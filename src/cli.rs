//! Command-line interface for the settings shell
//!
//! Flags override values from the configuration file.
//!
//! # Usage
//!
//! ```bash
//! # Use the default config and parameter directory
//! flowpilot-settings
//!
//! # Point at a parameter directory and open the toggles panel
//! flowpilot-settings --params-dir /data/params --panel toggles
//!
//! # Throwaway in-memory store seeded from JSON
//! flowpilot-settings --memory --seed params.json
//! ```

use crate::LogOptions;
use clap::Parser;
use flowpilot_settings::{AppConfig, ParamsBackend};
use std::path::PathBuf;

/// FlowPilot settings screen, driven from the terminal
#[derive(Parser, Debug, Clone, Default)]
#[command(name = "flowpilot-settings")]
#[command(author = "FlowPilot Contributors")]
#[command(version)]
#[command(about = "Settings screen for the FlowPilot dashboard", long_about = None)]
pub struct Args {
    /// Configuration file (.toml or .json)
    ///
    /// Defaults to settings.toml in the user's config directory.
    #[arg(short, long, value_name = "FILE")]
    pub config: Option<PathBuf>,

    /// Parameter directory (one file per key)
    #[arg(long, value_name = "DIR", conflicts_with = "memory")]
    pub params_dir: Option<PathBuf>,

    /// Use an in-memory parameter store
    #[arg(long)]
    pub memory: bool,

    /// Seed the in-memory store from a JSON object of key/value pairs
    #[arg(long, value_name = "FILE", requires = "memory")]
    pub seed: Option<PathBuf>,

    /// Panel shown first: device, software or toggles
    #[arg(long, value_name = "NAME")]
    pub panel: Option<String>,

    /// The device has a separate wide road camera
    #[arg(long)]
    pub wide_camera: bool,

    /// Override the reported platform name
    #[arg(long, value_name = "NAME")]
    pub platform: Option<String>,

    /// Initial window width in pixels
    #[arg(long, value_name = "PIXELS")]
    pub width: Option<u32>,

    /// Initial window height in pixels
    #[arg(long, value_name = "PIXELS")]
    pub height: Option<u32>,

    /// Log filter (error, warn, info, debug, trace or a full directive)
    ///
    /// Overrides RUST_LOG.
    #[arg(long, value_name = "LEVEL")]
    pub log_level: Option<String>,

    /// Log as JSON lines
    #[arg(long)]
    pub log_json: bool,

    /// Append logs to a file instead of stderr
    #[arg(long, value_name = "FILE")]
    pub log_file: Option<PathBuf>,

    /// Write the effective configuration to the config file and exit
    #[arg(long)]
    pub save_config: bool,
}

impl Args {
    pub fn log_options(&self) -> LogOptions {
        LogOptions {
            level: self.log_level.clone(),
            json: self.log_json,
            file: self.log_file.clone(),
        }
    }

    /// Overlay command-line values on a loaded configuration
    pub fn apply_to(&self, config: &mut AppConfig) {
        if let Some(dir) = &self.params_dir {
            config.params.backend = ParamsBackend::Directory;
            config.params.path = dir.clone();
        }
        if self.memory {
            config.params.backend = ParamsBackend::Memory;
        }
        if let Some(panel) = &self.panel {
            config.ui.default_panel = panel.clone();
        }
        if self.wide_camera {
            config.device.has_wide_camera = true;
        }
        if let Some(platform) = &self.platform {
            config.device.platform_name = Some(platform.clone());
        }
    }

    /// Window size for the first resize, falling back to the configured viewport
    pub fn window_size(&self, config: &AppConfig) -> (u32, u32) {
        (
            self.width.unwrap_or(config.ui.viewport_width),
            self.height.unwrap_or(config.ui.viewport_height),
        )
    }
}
━━━
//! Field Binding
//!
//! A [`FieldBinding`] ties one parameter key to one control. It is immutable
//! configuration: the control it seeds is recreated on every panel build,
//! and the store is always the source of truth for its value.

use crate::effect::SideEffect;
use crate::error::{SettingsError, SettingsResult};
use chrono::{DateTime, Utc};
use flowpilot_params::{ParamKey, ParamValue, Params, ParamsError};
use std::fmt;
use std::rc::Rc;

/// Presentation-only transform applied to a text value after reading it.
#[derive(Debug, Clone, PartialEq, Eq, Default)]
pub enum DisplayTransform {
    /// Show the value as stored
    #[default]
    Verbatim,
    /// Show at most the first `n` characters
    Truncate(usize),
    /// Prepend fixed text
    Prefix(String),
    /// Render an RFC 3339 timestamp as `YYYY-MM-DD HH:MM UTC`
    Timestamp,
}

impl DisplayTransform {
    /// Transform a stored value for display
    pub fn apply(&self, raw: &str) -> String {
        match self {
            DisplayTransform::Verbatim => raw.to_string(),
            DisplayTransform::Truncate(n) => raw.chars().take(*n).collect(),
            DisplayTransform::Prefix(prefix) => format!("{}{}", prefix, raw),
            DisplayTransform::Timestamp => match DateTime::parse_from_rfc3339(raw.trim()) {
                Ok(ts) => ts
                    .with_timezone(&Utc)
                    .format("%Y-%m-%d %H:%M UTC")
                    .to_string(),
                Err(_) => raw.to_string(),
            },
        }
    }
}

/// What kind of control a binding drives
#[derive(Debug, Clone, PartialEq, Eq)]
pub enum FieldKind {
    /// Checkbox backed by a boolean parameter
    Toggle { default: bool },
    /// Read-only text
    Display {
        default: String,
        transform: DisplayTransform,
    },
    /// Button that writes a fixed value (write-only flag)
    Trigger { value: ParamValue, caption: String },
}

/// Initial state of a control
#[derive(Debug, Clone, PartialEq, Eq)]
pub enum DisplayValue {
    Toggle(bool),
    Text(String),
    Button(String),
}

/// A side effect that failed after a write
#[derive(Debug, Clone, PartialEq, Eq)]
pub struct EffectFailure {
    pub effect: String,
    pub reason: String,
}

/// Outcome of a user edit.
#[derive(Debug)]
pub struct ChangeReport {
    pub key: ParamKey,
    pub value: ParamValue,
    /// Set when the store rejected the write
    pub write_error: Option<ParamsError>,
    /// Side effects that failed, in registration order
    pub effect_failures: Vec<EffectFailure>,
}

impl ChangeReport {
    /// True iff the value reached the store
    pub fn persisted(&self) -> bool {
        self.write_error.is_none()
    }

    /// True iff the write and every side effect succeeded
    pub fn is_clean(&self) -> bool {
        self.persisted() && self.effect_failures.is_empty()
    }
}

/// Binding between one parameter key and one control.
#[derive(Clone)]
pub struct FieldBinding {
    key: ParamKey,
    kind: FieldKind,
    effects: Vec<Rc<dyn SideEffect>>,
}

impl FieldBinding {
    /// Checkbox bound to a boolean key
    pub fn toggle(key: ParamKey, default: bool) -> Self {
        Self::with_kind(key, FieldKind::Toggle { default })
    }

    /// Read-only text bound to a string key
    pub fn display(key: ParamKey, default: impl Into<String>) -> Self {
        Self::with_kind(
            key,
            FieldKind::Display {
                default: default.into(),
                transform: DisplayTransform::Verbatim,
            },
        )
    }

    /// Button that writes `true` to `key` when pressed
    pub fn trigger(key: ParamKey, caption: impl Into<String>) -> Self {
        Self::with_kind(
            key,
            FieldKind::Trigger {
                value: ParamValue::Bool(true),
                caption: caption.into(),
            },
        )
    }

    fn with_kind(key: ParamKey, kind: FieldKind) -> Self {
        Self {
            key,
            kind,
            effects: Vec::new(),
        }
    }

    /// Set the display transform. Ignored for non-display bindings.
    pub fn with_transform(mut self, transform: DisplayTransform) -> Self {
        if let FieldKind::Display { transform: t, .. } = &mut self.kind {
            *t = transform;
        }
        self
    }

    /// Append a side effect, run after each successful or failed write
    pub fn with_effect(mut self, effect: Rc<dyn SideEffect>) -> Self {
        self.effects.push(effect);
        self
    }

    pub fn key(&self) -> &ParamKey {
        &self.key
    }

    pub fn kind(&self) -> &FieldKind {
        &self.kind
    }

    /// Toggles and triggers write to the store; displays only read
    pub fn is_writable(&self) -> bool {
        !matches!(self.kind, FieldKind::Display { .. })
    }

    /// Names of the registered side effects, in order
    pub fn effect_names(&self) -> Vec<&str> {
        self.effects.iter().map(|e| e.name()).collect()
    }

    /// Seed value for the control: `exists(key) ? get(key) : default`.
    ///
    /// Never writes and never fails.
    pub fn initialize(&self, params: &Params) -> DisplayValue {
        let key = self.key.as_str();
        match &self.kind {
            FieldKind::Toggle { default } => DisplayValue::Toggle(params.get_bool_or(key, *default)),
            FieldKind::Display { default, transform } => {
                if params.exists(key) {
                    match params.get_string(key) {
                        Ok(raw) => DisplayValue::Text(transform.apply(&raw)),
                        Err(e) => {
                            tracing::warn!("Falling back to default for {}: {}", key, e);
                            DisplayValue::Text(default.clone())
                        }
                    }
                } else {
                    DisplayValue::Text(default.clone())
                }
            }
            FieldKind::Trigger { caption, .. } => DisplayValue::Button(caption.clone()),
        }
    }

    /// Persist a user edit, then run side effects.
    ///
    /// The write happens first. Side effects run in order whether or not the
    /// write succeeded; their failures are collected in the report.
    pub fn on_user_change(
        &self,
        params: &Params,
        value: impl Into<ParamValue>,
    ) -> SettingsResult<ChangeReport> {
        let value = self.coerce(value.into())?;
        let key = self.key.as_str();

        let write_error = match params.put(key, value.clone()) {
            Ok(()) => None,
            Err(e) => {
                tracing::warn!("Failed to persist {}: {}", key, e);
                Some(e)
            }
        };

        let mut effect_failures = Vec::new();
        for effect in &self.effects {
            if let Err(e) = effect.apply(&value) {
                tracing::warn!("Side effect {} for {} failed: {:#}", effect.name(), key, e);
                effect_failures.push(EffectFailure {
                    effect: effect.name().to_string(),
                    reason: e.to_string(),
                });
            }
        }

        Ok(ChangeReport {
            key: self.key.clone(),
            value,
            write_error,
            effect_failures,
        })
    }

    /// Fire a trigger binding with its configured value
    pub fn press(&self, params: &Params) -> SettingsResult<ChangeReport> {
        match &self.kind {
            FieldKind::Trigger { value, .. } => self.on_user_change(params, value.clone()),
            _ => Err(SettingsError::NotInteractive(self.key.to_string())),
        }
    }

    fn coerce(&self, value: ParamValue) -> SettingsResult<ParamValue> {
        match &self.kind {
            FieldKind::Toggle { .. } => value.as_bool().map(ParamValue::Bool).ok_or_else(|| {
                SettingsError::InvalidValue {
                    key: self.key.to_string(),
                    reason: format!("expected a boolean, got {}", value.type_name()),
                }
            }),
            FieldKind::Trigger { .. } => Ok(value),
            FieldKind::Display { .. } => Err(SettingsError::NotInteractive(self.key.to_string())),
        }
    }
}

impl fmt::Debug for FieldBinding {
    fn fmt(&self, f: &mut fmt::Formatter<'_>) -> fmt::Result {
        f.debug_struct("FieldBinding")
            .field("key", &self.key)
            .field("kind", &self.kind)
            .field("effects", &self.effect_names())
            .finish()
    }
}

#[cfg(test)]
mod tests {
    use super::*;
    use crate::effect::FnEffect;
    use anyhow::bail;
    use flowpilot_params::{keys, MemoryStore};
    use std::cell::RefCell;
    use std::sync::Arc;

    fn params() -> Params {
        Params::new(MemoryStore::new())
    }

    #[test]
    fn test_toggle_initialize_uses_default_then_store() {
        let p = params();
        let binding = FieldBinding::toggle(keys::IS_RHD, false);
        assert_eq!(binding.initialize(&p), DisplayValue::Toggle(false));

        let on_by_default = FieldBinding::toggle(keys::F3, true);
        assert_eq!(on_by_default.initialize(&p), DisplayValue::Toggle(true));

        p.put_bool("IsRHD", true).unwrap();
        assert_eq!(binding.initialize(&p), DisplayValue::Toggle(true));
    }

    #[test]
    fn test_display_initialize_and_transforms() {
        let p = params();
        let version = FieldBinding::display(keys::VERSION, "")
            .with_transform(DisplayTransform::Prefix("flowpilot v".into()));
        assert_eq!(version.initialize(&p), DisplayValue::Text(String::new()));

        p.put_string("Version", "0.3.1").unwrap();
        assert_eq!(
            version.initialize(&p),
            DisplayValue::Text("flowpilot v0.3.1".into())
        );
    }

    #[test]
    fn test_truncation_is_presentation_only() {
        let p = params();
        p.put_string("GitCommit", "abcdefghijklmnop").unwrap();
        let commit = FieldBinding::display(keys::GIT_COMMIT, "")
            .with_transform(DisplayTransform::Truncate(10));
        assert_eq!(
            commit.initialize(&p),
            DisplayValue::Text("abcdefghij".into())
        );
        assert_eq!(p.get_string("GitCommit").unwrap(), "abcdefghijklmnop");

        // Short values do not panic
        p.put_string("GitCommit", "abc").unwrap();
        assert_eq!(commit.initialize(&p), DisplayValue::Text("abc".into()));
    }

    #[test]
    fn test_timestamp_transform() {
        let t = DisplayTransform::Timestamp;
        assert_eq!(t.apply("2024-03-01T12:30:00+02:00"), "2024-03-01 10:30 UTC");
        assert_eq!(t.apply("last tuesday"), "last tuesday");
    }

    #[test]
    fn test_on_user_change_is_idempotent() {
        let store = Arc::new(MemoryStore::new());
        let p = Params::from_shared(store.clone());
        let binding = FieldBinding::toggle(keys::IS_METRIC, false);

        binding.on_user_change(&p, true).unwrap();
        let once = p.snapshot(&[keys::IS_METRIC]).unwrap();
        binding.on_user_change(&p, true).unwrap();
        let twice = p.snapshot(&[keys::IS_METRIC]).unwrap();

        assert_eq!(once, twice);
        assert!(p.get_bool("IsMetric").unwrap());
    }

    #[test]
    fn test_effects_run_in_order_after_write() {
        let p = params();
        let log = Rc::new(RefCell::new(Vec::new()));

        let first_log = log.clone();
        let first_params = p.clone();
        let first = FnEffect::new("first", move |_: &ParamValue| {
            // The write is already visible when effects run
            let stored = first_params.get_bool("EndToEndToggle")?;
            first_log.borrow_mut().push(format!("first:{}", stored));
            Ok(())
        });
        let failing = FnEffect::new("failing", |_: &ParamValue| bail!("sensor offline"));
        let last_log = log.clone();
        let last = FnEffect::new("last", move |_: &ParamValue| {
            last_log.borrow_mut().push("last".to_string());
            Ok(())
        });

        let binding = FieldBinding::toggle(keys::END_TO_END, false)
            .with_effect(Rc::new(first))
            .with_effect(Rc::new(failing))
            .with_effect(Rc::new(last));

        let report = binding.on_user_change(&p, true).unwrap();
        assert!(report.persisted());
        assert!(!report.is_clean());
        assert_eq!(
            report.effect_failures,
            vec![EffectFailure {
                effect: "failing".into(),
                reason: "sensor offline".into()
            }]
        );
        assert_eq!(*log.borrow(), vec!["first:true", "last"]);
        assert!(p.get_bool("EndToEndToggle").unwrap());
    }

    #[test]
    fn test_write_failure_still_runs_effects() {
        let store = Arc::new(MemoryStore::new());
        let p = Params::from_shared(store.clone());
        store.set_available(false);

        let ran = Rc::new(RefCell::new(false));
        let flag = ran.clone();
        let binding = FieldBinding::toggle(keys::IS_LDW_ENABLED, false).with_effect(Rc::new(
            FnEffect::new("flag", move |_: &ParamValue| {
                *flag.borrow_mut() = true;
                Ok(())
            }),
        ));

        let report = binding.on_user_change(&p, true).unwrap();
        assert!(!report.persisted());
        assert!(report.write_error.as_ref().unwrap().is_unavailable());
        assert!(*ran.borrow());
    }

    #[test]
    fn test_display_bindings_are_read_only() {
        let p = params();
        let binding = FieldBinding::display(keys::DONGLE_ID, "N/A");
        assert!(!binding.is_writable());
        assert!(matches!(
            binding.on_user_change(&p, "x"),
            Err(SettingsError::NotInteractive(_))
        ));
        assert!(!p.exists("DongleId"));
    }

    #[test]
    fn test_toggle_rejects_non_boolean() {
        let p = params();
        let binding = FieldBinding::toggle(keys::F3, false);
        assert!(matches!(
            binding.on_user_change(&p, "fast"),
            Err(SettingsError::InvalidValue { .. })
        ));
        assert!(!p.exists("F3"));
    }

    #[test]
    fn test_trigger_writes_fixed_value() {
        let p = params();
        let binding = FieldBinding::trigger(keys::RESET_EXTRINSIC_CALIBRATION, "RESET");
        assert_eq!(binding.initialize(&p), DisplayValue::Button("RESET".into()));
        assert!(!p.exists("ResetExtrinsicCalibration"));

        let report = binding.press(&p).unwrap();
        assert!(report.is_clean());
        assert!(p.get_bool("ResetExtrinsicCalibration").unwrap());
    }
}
━━━
Your instructions: Once you have counted the lines of the material that include "every", give only that number.

Exercise answer: 2